Таким образом, Нортон подтвердил, что найденный протез он изготовил для хозяйки сгоревшего дома, и прокурор Смит, выдержав многозначительную паузу, особо подчеркнул важность этого свидетельства. Приобщив к делу искусственные зубы в качестве вещественного доказательства номер 16, Смит принялся опровергать теорию о том, что Белль, запутывая следы, нарочно оставила мост на пепелище.
Прокурор начал с ключевого вопроса – сохранившихся в коронках фрагментов собственных зубов миссис Ганнесс.
– Итак, доктор, как можно было удалить мост с челюсти?
– Только распилив золотые коронки.
– Можно ли было, не повреждая коронок, освободить от них зубы?

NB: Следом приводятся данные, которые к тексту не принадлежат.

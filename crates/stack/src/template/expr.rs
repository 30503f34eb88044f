//! CloudFormation value expressions.
//!
//! An [`Expr`] is either a plain string known at synthesis time or an
//! intrinsic function the deploy engine resolves later.

use std::fmt;

use serde::ser::SerializeMap;
use serde::{Serialize, Serializer};

/// Pseudo parameter for the partition (`aws`, `aws-cn`, ...).
pub const PSEUDO_PARTITION: &str = "AWS::Partition";
/// Pseudo parameter for the account ID.
pub const PSEUDO_ACCOUNT_ID: &str = "AWS::AccountId";

/// A template value.
#[derive(Debug, Clone, PartialEq, Eq)]
pub enum Expr {
    /// A string known at synthesis time.
    Literal(String),
    /// `{"Ref": name}`.
    Ref(String),
    /// `{"Fn::GetAtt": [logical_id, attribute]}`.
    GetAtt(String, String),
    /// `{"Fn::Join": [separator, [parts...]]}`.
    Join(String, Vec<Expr>),
    /// `{"Fn::Sub": template}`.
    Sub(String),
    /// `{"Fn::Base64": value}`.
    Base64(Box<Expr>),
}

impl Expr {
    /// Create a literal.
    #[must_use]
    pub fn literal(value: impl Into<String>) -> Self {
        Self::Literal(value.into())
    }

    /// Reference a resource or parameter by logical ID.
    #[must_use]
    pub fn reference(logical_id: impl Into<String>) -> Self {
        Self::Ref(logical_id.into())
    }

    /// Read an attribute of a resource.
    #[must_use]
    pub fn get_att(logical_id: impl Into<String>, attribute: impl Into<String>) -> Self {
        Self::GetAtt(logical_id.into(), attribute.into())
    }

    /// `Ref: AWS::Partition`.
    #[must_use]
    pub fn partition() -> Self {
        Self::reference(PSEUDO_PARTITION)
    }

    /// Base64-encode a value at deploy time.
    #[must_use]
    pub fn base64(inner: Self) -> Self {
        Self::Base64(Box::new(inner))
    }

    /// Join `parts` with `separator`.
    ///
    /// Adjacent literals are merged and nested joins with the same separator
    /// are flattened. A join made only of literals collapses into a single
    /// literal, so the output never carries a `Fn::Join` it does not need.
    #[must_use]
    pub fn join(separator: &str, parts: impl IntoIterator<Item = Expr>) -> Self {
        let mut flat: Vec<Expr> = Vec::new();
        for part in parts {
            match part {
                Self::Join(inner_sep, inner) if inner_sep == separator => flat.extend(inner),
                other => flat.push(other),
            }
        }

        let mut merged: Vec<Expr> = Vec::with_capacity(flat.len());
        for part in flat {
            match (merged.last_mut(), part) {
                (Some(Self::Literal(prev)), Self::Literal(next)) => {
                    prev.push_str(separator);
                    prev.push_str(&next);
                }
                (_, part) => merged.push(part),
            }
        }

        match merged.len() {
            0 => Self::Literal(String::new()),
            1 if merged[0].is_literal() => merged.remove(0),
            _ => Self::Join(separator.to_string(), merged),
        }
    }

    /// Whether this value is fully known at synthesis time.
    #[must_use]
    pub fn is_literal(&self) -> bool {
        matches!(self, Self::Literal(_))
    }
}

impl From<&str> for Expr {
    fn from(value: &str) -> Self {
        Self::Literal(value.to_string())
    }
}

impl From<String> for Expr {
    fn from(value: String) -> Self {
        Self::Literal(value)
    }
}

/// Renders deploy-time values in `Fn::Sub` placeholder syntax, for previews.
impl fmt::Display for Expr {
    fn fmt(&self, f: &mut fmt::Formatter<'_>) -> fmt::Result {
        match self {
            Self::Literal(s) | Self::Sub(s) => f.write_str(s),
            Self::Ref(name) => write!(f, "${{{name}}}"),
            Self::GetAtt(id, attr) => write!(f, "${{{id}.{attr}}}"),
            Self::Join(sep, parts) => {
                for (i, part) in parts.iter().enumerate() {
                    if i > 0 {
                        f.write_str(sep)?;
                    }
                    write!(f, "{part}")?;
                }
                Ok(())
            }
            Self::Base64(inner) => write!(f, "{inner}"),
        }
    }
}

impl Serialize for Expr {
    fn serialize<S: Serializer>(&self, serializer: S) -> Result<S::Ok, S::Error> {
        match self {
            Self::Literal(s) => serializer.serialize_str(s),
            Self::Ref(name) => {
                let mut map = serializer.serialize_map(Some(1))?;
                map.serialize_entry("Ref", name)?;
                map.end()
            }
            Self::GetAtt(id, attr) => {
                let mut map = serializer.serialize_map(Some(1))?;
                map.serialize_entry("Fn::GetAtt", &[id, attr])?;
                map.end()
            }
            Self::Join(sep, parts) => {
                let mut map = serializer.serialize_map(Some(1))?;
                map.serialize_entry("Fn::Join", &(sep, parts))?;
                map.end()
            }
            Self::Sub(template) => {
                let mut map = serializer.serialize_map(Some(1))?;
                map.serialize_entry("Fn::Sub", template)?;
                map.end()
            }
            Self::Base64(inner) => {
                let mut map = serializer.serialize_map(Some(1))?;
                map.serialize_entry("Fn::Base64", inner)?;
                map.end()
            }
        }
    }
}

#[cfg(test)]
mod tests {
    use super::*;
    use serde_json::json;

    #[test]
    fn test_join_of_literals_collapses() {
        let joined = Expr::join(" ", ["a".into(), "b".into(), "c".into()]);
        assert_eq!(joined, Expr::literal("a b c"));
    }

    #[test]
    fn test_join_keeps_tokens_and_merges_neighbours() {
        let joined = Expr::join(
            " ",
            [
                "aws s3api get-object --bucket".into(),
                Expr::Sub("bucket-${AWS::AccountId}".into()),
                "--key".into(),
                "abc.py".into(),
            ],
        );

        assert_eq!(
            serde_json::to_value(&joined).unwrap(),
            json!({
                "Fn::Join": [" ", [
                    "aws s3api get-object --bucket",
                    {"Fn::Sub": "bucket-${AWS::AccountId}"},
                    "--key abc.py"
                ]]
            })
        );
    }

    #[test]
    fn test_nested_join_flattens() {
        let inner = Expr::join("", ["x".into(), Expr::reference("R")]);
        let outer = Expr::join("", [inner, "y".into()]);
        assert_eq!(
            outer,
            Expr::Join(
                String::new(),
                vec!["x".into(), Expr::reference("R"), "y".into()]
            )
        );
    }

    #[test]
    fn test_intrinsic_shapes() {
        assert_eq!(
            serde_json::to_value(Expr::get_att("Instance", "PrivateIp")).unwrap(),
            json!({"Fn::GetAtt": ["Instance", "PrivateIp"]})
        );
        assert_eq!(
            serde_json::to_value(Expr::partition()).unwrap(),
            json!({"Ref": "AWS::Partition"})
        );
    }

    #[test]
    fn test_display_uses_placeholders() {
        let joined = Expr::join(
            " ",
            [
                "--bucket".into(),
                Expr::Sub("assets-${AWS::AccountId}".into()),
                Expr::reference("Bucket"),
                Expr::get_att("Instance", "PublicIp"),
            ],
        );
        assert_eq!(
            joined.to_string(),
            "--bucket assets-${AWS::AccountId} ${Bucket} ${Instance.PublicIp}"
        );
    }

    #[test]
    fn test_empty_join_is_empty_literal() {
        assert_eq!(Expr::join(",", []), Expr::literal(""));
    }
}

– Это невозможно. Даже стоматолог не смог бы снять протез с челюсти в таком виде.
У Нортона не было сомнений, что искусственные зубы «отделились от челюсти Ганнесс вследствие пожара»8.
Когда через несколько минут подошла очередь Уордена, он решил зародить в умах присяжных подозрение, что ни золото, ни оставшиеся в коронках корни зубов не могли сохраниться в страшном огне и вещественное доказательство номер 16 – просто подделка.

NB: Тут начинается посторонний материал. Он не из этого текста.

//! CloudFormation template model.
//!
//! Everything is kept in ordered maps so the same stack always renders to
//! the same bytes.

mod expr;

use std::collections::BTreeMap;

use serde::Serialize;
use sha2::{Digest, Sha256};

use crate::error::{Result, StackError};

pub use expr::{Expr, PSEUDO_ACCOUNT_ID, PSEUDO_PARTITION};

/// Number of hex characters in a logical ID suffix.
const LOGICAL_ID_HASH_LEN: usize = 8;

/// Path components that are dropped from the human part of a logical ID.
const HIDDEN_PATH_COMPONENTS: &[&str] = &["Resource", "Default"];

/// A synthesized template.
#[derive(Debug, Clone, Default, PartialEq, Serialize)]
#[serde(rename_all = "PascalCase")]
pub struct Template {
    /// Resources keyed by logical ID. Always emitted, even when empty.
    pub resources: BTreeMap<String, Resource>,
    /// Stack outputs.
    #[serde(skip_serializing_if = "BTreeMap::is_empty")]
    pub outputs: BTreeMap<String, Output>,
}

/// A single resource declaration.
#[derive(Debug, Clone, PartialEq, Serialize)]
pub struct Resource {
    /// Resource type, e.g. `AWS::EC2::Instance`.
    #[serde(rename = "Type")]
    pub resource_type: String,
    /// Resource properties.
    #[serde(rename = "Properties", skip_serializing_if = "serde_json::Value::is_null")]
    pub properties: serde_json::Value,
    /// Logical IDs this resource must be created after.
    #[serde(rename = "DependsOn", skip_serializing_if = "Vec::is_empty")]
    pub depends_on: Vec<String>,
}

impl Resource {
    /// Build a resource from typed properties.
    ///
    /// # Errors
    /// Returns an error if the properties cannot be serialized.
    pub fn new(resource_type: impl Into<String>, properties: &impl Serialize) -> Result<Self> {
        Ok(Self {
            resource_type: resource_type.into(),
            properties: serde_json::to_value(properties)?,
            depends_on: Vec::new(),
        })
    }

    /// Add creation-order dependencies. The list stays sorted and unique.
    #[must_use]
    pub fn depends_on<I, S>(mut self, logical_ids: I) -> Self
    where
        I: IntoIterator<Item = S>,
        S: Into<String>,
    {
        self.depends_on.extend(logical_ids.into_iter().map(Into::into));
        self.depends_on.sort();
        self.depends_on.dedup();
        self
    }
}

/// A stack output.
#[derive(Debug, Clone, PartialEq, Serialize)]
#[serde(rename_all = "PascalCase")]
pub struct Output {
    /// Output value, usually only known after deploy.
    pub value: Expr,
    /// Human-readable description.
    #[serde(skip_serializing_if = "Option::is_none")]
    pub description: Option<String>,
}

impl Template {
    /// Create an empty template.
    #[must_use]
    pub fn new() -> Self {
        Self::default()
    }

    /// Add a resource.
    ///
    /// # Errors
    /// Returns [`StackError::DuplicateLogicalId`] if the ID is already taken.
    pub fn add_resource(
        &mut self,
        logical_id: impl Into<String>,
        resource: Resource,
    ) -> Result<()> {
        let logical_id = logical_id.into();
        if self.resources.contains_key(&logical_id) {
            return Err(StackError::DuplicateLogicalId(logical_id));
        }
        self.resources.insert(logical_id, resource);
        Ok(())
    }

    /// Add an output, replacing any previous output with the same name.
    pub fn add_output(&mut self, name: impl Into<String>, output: Output) {
        self.outputs.insert(name.into(), output);
    }

    /// Iterate over resources of one type.
    pub fn resources_of_type<'a>(
        &'a self,
        resource_type: &'a str,
    ) -> impl Iterator<Item = (&'a String, &'a Resource)> + 'a {
        self.resources
            .iter()
            .filter(move |(_, r)| r.resource_type == resource_type)
    }

    /// Render as pretty JSON with a trailing newline.
    ///
    /// # Errors
    /// Returns an error if serialization fails.
    pub fn to_json_pretty(&self) -> Result<String> {
        let mut json = serde_json::to_string_pretty(self)?;
        json.push('\n');
        Ok(json)
    }
}

/// Derive a stable logical ID from a construct path.
///
/// The human-readable part keeps the alphanumeric characters of each path
/// component, except the `Resource`/`Default` leaves. The suffix is the first
/// eight hex digits of the SHA-256 of the full path, so two constructs with
/// the same human part still get distinct IDs.
#[must_use]
pub fn logical_id(path: &[&str]) -> String {
    let human: String = path
        .iter()
        .filter(|c| !HIDDEN_PATH_COMPONENTS.contains(*c))
        .flat_map(|c| c.chars().filter(char::is_ascii_alphanumeric))
        .collect();

    let digest = Sha256::digest(path.join("/").as_bytes());
    let suffix = hex::encode_upper(digest);

    format!("{human}{}", &suffix[..LOGICAL_ID_HASH_LEN])
}
//! CloudFormation synthesis for a single Debian EC2 web host.
//!
//! The crate assembles one stack: an EC2 instance in an existing VPC, an
//! IAM role allowed to read three staged files and publish `CloudWatch`
//! metrics, and a first-boot script that installs a Tornado service and the
//! `CloudWatch` agent.
//!
//! Synthesis is a single pass with no cloud calls. It produces a template
//! and a cloud assembly directory; deploying that output is left to the
//! deploy tool.
//!
//! # Example
//!
//! ```rust,ignore
//! use ec2_debian_stack::{ContextCache, Ec2DebianStack, StackConfig, StackInputs};
//!
//! let config = StackConfig::load("stack.json".as_ref())?;
//! let stack = Ec2DebianStack::new(&config.stack_name, config.props());
//! let inputs = StackInputs::new("vpc-1", "ami-1", "key-1", "sg-1");
//! let synthesized = stack.synthesize(Some(&inputs), &ContextCache::default())?;
//! ec2_debian_stack::assembly::write(&synthesized, &config.output_dir)?;
//! ```

pub mod assembly;
pub mod asset;
pub mod aws;
pub mod config;
pub mod error;
pub mod lookup;
pub mod stack;
pub mod template;
pub mod user_data;

pub use config::{StackConfig, StackEnv};
pub use error::StackError;
pub use lookup::ContextCache;
pub use stack::{Ec2DebianStack, StackInputs, StackProps, SynthesizedStack};
pub use template::{Expr, Template};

– Мог ли огонь, который уничтожил череп, уничтожить зуб? – спросил адвокат.
– Нет, сэр, – ответил Нортон.
– А почему?
– Потому что его защищала золотая коронка.
– Могло бы золото расплавиться прежде, чем сгорел череп? – не отступал Уорден.
– Не могло.
Адвокату не удалось достичь своей цели, он понял, как написал Гарри Дарлинг, что «перекрестный допрос только упрочил позицию обвинения»9, и поспешил отпустить свидетеля.
Последней вызвали соседку Белль, миссис Флоренс Флинн. Ее показания были особенно ужасными. Женщина подтвердила, что, когда нашли первые четыре трупа, она находилась на ферме. На вопрос, видела ли она их тогда, Флоренс ответила:
– Когда их достали, я всех узнала. Они лежали на чем-то вроде матраса, мальчик был сверху, и женщина его как будто обнимала.
– Она обнимала его руками? – спросил Смит.
– Рук я там не заметила.
На этой мрачной ноте и завершилась первая неделя суда на Лэмфером.
Глава 32
Асле
Если верить «Уикли геральд», после показаний доктора Нортона от первоначального оптимизма подсудимого не осталось и следа. «Подавленный и мрачный», он почти весь воскресный день читал Библию, «в чем не был замечен, по крайней мере, с прошлой весны». Казалось, загнанный в ловушку, Рэй в любой момент «может расколоться и признать свою вину»1.
Трудно сказать, действительно ли Рэй впал в столь глубокое уныние, как о том писали газеты. Если это и так, то он очень быстро пришел в себя и уже на следующий день, появившись в зале суда, «выглядел вполне отдохнувшим, улыбался и кивком головы приветствовал немногочисленных друзей, которых заметил среди публики»2.
Присутствовал на суде в то утро и знаменитый Томас Джефферсон. Нет, не третий президент Соединенных Штатов, а сын одного из самых известных американских актеров девятнадцатого века Джо Джефферсона, больше сорока лет блиставшего в знаменитой драме «Рип ван Винкль». После смерти Джо его роль по наследству досталась Томасу. В тот вечер эту популярную пьесу должны были давать в театре Холла, и его приглашение посетить спектакль коллегия присяжных во главе с судьей Рихтером восприняла с благодарностью3.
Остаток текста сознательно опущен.